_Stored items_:

==*==

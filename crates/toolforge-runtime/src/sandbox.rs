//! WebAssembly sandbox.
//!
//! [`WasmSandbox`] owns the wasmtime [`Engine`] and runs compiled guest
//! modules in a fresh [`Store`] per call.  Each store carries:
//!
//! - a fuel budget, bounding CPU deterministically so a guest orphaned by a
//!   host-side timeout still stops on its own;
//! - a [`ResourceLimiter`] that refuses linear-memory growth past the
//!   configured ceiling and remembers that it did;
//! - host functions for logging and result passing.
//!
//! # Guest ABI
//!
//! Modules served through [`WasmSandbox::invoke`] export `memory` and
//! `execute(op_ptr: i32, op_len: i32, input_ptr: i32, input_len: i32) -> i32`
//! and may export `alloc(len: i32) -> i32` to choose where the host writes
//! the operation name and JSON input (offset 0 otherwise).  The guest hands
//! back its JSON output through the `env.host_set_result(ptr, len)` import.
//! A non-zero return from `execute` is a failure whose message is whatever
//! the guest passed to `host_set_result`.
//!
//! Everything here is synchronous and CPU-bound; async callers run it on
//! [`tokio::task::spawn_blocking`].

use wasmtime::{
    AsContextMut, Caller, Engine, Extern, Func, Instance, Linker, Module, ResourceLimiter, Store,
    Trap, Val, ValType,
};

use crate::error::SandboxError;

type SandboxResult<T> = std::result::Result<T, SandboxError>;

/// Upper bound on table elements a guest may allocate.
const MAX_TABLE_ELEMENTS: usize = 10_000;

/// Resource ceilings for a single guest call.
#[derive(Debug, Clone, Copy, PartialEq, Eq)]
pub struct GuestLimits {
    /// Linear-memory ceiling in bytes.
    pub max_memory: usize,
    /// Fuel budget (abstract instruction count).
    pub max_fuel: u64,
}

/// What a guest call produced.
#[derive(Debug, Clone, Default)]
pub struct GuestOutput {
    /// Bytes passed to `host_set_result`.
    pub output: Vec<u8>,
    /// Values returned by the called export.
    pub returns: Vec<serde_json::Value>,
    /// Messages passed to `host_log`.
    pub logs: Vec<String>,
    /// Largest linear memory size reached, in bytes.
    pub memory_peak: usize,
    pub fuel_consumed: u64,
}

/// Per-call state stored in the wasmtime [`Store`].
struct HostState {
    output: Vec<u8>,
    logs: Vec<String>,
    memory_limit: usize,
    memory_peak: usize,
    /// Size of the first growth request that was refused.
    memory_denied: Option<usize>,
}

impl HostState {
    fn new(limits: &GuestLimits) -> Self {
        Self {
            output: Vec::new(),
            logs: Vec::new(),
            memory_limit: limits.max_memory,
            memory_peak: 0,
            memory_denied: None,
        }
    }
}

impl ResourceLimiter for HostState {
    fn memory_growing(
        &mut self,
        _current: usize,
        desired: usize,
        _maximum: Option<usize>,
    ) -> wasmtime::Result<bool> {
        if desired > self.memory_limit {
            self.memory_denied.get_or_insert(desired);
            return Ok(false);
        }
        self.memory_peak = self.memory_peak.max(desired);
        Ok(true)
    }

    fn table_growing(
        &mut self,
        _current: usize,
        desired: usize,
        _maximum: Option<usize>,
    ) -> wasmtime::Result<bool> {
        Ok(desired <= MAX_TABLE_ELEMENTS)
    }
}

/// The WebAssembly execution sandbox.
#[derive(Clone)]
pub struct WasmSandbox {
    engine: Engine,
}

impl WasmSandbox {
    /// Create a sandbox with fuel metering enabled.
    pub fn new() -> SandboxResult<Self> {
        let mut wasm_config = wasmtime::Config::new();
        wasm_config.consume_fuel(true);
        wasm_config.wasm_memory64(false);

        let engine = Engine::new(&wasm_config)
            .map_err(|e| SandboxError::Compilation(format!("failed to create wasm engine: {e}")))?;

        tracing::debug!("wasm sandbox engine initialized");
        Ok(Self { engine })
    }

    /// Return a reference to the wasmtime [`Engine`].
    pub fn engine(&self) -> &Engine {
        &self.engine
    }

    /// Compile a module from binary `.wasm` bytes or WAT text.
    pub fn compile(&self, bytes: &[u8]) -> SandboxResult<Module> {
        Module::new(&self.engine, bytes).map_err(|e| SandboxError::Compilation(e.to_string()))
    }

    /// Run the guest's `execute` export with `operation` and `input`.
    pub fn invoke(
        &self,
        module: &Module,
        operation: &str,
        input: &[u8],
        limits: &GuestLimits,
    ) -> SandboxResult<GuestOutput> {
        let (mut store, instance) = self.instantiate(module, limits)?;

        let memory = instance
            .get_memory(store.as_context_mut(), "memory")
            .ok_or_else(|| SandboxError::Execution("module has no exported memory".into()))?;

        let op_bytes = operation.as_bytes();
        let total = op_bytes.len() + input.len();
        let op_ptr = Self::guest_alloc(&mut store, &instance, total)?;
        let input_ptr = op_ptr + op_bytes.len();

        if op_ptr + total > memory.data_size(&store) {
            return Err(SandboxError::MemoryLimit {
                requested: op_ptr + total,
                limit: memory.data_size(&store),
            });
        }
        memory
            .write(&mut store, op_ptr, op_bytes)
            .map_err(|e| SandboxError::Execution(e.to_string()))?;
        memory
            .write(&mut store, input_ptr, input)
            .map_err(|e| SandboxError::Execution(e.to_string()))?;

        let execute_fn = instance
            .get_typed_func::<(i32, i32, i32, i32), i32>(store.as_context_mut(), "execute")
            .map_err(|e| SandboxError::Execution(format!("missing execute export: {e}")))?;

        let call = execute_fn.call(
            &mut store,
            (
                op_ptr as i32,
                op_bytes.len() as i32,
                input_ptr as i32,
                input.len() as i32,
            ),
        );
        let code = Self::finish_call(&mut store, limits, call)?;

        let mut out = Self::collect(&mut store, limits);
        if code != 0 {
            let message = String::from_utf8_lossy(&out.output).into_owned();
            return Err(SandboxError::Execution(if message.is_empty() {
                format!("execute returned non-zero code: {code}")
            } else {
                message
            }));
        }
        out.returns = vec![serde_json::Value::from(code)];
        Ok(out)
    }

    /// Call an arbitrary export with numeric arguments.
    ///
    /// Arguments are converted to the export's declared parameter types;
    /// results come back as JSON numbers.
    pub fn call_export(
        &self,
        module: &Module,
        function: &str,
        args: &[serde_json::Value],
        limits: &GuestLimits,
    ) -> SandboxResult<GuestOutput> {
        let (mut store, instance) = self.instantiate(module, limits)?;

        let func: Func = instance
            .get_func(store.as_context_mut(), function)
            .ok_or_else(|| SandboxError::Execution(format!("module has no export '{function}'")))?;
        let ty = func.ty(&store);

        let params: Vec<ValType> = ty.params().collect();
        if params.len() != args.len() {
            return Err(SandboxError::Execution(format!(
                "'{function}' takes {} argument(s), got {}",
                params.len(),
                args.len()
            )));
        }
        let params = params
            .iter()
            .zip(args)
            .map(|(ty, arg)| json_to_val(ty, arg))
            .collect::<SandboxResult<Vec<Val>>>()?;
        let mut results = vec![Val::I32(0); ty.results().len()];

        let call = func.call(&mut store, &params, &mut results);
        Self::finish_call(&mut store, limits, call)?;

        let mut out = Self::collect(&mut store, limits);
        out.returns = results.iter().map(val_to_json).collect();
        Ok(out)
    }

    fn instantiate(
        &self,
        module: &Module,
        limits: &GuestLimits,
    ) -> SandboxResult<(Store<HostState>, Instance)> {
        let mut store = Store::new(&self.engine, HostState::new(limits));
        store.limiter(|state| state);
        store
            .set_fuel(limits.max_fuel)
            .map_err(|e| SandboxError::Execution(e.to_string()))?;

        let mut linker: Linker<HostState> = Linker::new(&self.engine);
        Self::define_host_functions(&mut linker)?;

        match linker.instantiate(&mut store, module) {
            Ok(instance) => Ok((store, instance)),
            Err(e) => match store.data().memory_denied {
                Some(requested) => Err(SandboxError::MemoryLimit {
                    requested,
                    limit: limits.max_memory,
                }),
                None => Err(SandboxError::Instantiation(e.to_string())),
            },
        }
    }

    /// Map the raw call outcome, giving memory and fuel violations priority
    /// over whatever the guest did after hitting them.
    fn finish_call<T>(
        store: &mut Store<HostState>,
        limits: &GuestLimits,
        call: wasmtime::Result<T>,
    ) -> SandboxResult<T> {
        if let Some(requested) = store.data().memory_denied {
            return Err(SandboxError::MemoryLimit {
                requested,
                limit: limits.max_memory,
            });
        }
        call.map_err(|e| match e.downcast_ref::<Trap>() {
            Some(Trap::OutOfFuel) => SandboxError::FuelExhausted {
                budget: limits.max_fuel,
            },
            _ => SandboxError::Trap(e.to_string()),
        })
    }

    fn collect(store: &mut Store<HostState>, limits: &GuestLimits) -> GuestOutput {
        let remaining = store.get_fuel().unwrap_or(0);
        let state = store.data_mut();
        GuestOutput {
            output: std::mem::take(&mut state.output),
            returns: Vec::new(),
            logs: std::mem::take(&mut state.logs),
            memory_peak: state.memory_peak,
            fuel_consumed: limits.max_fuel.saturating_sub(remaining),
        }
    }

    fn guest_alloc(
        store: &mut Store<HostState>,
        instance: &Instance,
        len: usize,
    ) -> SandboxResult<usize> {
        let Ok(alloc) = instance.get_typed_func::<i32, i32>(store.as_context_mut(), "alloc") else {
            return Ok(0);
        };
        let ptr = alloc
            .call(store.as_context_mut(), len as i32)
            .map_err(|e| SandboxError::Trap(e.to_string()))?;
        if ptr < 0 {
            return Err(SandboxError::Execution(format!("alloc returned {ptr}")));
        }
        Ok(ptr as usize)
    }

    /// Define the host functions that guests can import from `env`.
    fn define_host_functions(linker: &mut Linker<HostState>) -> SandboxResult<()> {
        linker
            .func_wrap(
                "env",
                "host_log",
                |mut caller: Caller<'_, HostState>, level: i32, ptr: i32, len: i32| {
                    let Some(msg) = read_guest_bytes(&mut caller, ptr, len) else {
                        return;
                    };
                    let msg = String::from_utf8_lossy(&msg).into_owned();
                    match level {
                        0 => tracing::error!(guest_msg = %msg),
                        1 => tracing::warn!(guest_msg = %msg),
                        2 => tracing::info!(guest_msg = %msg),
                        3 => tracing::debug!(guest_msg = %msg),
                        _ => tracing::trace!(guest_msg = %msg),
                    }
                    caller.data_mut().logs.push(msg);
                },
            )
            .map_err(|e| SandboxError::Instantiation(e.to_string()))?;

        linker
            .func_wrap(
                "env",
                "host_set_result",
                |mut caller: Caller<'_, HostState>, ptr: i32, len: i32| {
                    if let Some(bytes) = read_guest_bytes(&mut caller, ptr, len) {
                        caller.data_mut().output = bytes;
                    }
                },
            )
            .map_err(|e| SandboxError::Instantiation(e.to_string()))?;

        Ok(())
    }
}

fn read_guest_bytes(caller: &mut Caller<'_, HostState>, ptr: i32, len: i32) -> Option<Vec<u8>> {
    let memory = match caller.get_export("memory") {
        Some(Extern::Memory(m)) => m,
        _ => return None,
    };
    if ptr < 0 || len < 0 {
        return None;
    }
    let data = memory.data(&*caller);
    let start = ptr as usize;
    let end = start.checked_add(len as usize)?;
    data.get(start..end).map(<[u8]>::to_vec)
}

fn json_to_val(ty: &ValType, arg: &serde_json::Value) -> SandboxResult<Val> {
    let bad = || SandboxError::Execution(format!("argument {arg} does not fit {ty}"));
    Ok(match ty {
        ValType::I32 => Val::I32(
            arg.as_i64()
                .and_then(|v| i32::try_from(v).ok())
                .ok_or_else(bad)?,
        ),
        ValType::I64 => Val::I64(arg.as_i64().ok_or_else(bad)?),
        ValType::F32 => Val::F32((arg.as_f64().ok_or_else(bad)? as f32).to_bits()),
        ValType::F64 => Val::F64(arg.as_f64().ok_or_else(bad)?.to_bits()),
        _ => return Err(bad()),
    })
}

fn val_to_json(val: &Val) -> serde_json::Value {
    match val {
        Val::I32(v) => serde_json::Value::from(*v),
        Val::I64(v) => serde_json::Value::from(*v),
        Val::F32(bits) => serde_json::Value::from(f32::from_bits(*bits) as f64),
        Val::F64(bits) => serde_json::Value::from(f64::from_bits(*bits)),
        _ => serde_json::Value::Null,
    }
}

==*==

_Task details_: Would you filter the records and copy each line that contains the word "passed"?

_Reply_:
//! the guest passed to `host_set_result`.
    /// Bytes passed to `host_set_result`.
    /// Messages passed to `host_log`.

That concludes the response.